Le genre en vient à désigner l’assujettissement à une norme sexuelle produite par une société patriarcale dominante. Le combat se joue désormais sur deux fronts : le sexe biologique relève du conditionnement naturel à dépasser, et le genre culturel est l’expression de la domination politique masculine à renverser. Il faut donc refuser de se laisser enfermer tant dans le sexe biologique que dans le genre social18 [18], et libérer la femme de la place que la nature et la société lui avaient assignée. Dans une posture d’interprétation hédoniste de la sexualité et d’affranchissement libertaire de toute limite, Foucault casse le modèle des genres, imposé par la société, qui a conduit à l’établissement du couple monogamique et hétérosexuel, où la sexualité a un rôle procréatif. Dépasser la forme monolithique de l’hétérosexualité imposée, c’est affirmer un pouvoir et promouvoir des sexualités multiples, liées à des érotismes et des plaisirs, déconnectés de la procréation : libertarisme et hédonisme convergent. Sylviane Agacinski rattache cette conception foucaldienne de la sexualité à un imaginaire typiquement masculin, marqué par l’autosuffisance et l’ignorance de l’autre sexe19 [19].
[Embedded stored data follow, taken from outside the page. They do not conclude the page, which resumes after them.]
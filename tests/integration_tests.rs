//! Integration tests for invoice-core

use invoice_core::{
    utils::{render_text, MemorySink, TextFileSink},
    AdjustmentKind, Amount, AssemblerConfig, DocumentAssembler, DocumentSink, InvoiceDraft,
    InvoiceDraftBuilder, InvoiceError, InvoiceHeader, RowKind,
};
use bigdecimal::BigDecimal;

#[tokio::test]
async fn test_complete_invoice_workflow() {
    let mut draft = InvoiceDraft::sample();
    let assembler = DocumentAssembler::default();
    let mut sink = MemorySink::new();

    // Edit a few rows the way the form would
    let id = draft.charges.append_default();
    draft
        .charges
        .update(id, |row| {
            row.description = "Scanning Fee".to_string();
            row.amount = Amount::from("113");
        })
        .unwrap();
    let reduce = draft.adjustments.rows()[4].id;
    draft
        .adjustments
        .update(reduce, |row| row.amount = Amount::from(2000))
        .unwrap();

    let totals = draft.totals();
    assert_eq!(totals.subtotal, BigDecimal::from(9000));
    assert_eq!(totals.grand_total, BigDecimal::from(47500));
    assert_eq!(totals.balance, BigDecimal::from(7500));
    assert_eq!(totals.dues, BigDecimal::from(5500));

    let stem = draft.export(&assembler, &mut sink).await.unwrap();
    assert_eq!(stem, "invoice_DLL/03/2025");

    let rendered = sink.last().unwrap().unwrap();
    assert_eq!(rendered.file_name, "invoice_DLL/03/2025.pdf");

    let table = &rendered.document.table;
    let new_charge = table.rows_of(RowKind::Charge).last().unwrap();
    assert_eq!(new_charge.serial(), "06");
    assert_eq!(new_charge.details(), "Scanning Fee");
    assert_eq!(new_charge.amount(), "113.00");

    let addition_serials: Vec<&str> = table
        .rows_of(RowKind::Addition)
        .map(|row| row.serial())
        .collect();
    assert_eq!(addition_serials, vec!["07", "08", "09"]);

    let dues = table.rows.last().unwrap();
    assert_eq!(dues.kind, RowKind::Dues);
    assert_eq!(dues.amount(), "5500.00");
}

#[tokio::test]
async fn test_export_without_bill_number_uses_default_name() {
    let draft = InvoiceDraftBuilder::new(InvoiceHeader::default())
        .charge("Handling", 10)
        .build();
    let config = AssemblerConfig::from_json_str(r#"{ "default_file_stem": "draft" }"#).unwrap();
    let assembler = DocumentAssembler::new(config);
    let mut sink = MemorySink::new();

    let stem = draft.export(&assembler, &mut sink).await.unwrap();

    assert_eq!(stem, "invoice_draft");
    assert_eq!(sink.rendered().unwrap().len(), 1);
}

#[tokio::test]
async fn test_memory_sink_clones_share_buffer() {
    let draft = InvoiceDraft::sample();
    let assembler = DocumentAssembler::default();
    let observer = MemorySink::new();
    let mut sink: Box<dyn DocumentSink> = Box::new(observer.clone());

    draft.export(&assembler, sink.as_mut()).await.unwrap();
    draft.export(&assembler, sink.as_mut()).await.unwrap();

    assert_eq!(observer.rendered().unwrap().len(), 2);
    observer.clear().unwrap();
    assert!(observer.last().unwrap().is_none());
}

#[tokio::test]
async fn test_text_file_sink_writes_sanitized_file() {
    let dir = std::env::temp_dir().join(format!("invoice-core-test-{}", std::process::id()));
    let mut sink = TextFileSink::new(&dir);
    let draft = InvoiceDraft::sample();
    let assembler = DocumentAssembler::default();

    draft.export(&assembler, &mut sink).await.unwrap();

    let path = dir.join("invoice_DLL_03_2025.txt");
    assert_eq!(sink.written(), &[path.clone()]);
    let text = std::fs::read_to_string(&path).unwrap();
    assert_eq!(text, render_text(&draft.document(&assembler)));
    assert!(text.contains("6387.00"));

    std::fs::remove_dir_all(&dir).unwrap();
}

#[tokio::test]
async fn test_text_file_sink_reports_io_failure() {
    // A regular file where the output directory should be
    let blocker = std::env::temp_dir().join(format!("invoice-core-blocker-{}", std::process::id()));
    std::fs::write(&blocker, "not a directory").unwrap();
    let mut sink = TextFileSink::new(&blocker);

    let result = InvoiceDraft::sample()
        .export(&DocumentAssembler::default(), &mut sink)
        .await;

    assert!(matches!(result, Err(InvoiceError::Render(_))));
    assert!(sink.written().is_empty());
    std::fs::remove_file(&blocker).unwrap();
}

#[test]
fn test_ledger_and_document_disagree_on_malformed_amounts() {
    let draft = InvoiceDraftBuilder::new(InvoiceHeader::default())
        .charge("Known", 100)
        .charge("Pending", "call for quote")
        .addition("Commission", "n/a")
        .build();

    let totals = draft.totals();
    assert_eq!(totals.subtotal, BigDecimal::from(100));
    assert_eq!(totals.grand_total, BigDecimal::from(100));

    let document = draft.document(&DocumentAssembler::default());
    let amounts: Vec<&str> = document
        .table
        .rows
        .iter()
        .filter(|row| matches!(row.kind, RowKind::Charge | RowKind::Addition))
        .map(|row| row.amount())
        .collect();
    assert_eq!(amounts, vec!["100.00", "call for quote", "n/a"]);
}

#[test]
fn test_reclassified_adjustment_moves_between_sections() {
    let mut draft = InvoiceDraftBuilder::new(InvoiceHeader::default())
        .charge("Port Bill", 2000)
        .addition("Commission", 500)
        .addition("Advance", 1000)
        .build();
    let advance = draft.adjustments.rows()[1].id;

    draft
        .adjustments
        .set_kind(advance, AdjustmentKind::Deduction)
        .unwrap();

    let document = draft.document(&DocumentAssembler::default());
    let table = &document.table;
    assert_eq!(table.rows_of(RowKind::Addition).count(), 1);
    let deduction = table.rows_of(RowKind::Deduction).next().unwrap();
    assert_eq!(deduction.details(), "Advance");
    assert_eq!(
        table.rows_of(RowKind::Balance).next().unwrap().amount(),
        "1500.00"
    );
    assert_eq!(table.rows.last().unwrap().amount(), "1500.00");
}

#[test]
fn test_removed_rows_leave_no_trace() {
    let mut draft = InvoiceDraft::sample();
    let advance = draft.adjustments.rows()[3].id;
    draft.adjustments.remove(advance).unwrap();

    let totals = draft.totals();
    assert_eq!(totals.balance, BigDecimal::from(46387));
    assert_eq!(totals.dues, totals.balance);

    assert!(matches!(
        draft.adjustments.remove(advance),
        Err(InvoiceError::RowNotFound(_))
    ));
}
4) L’identité queer : déconstruire la différence (1990)

Lorsque, dans un quatrième temps, à partir des années 1990, le discours se radicalise, le roc anthropologique de la différence des sexes s’effondre complètement. Du fait que toute lecture de la différence anatomique est culturelle, ce serait le sexe corporel lui-même qui devrait être dit construit. Par suite, la notion de genre, elle-même, vole en éclats. Pour la philosophe californienne Judith Butler, tenante de la queer theory, c’est la différence entre les pratiques et les orientations sexuelles qui passe au premier plan, avec une préférence pour l’indéterminé, pour ce qui n’est assujetti à aucune norme, hétérosexiste en particulier. On a quitté le combat féministe contre le sexisme, pour lutter contre l’hétérosexisme, qui désigne la domination de la norme hétérosexuelle.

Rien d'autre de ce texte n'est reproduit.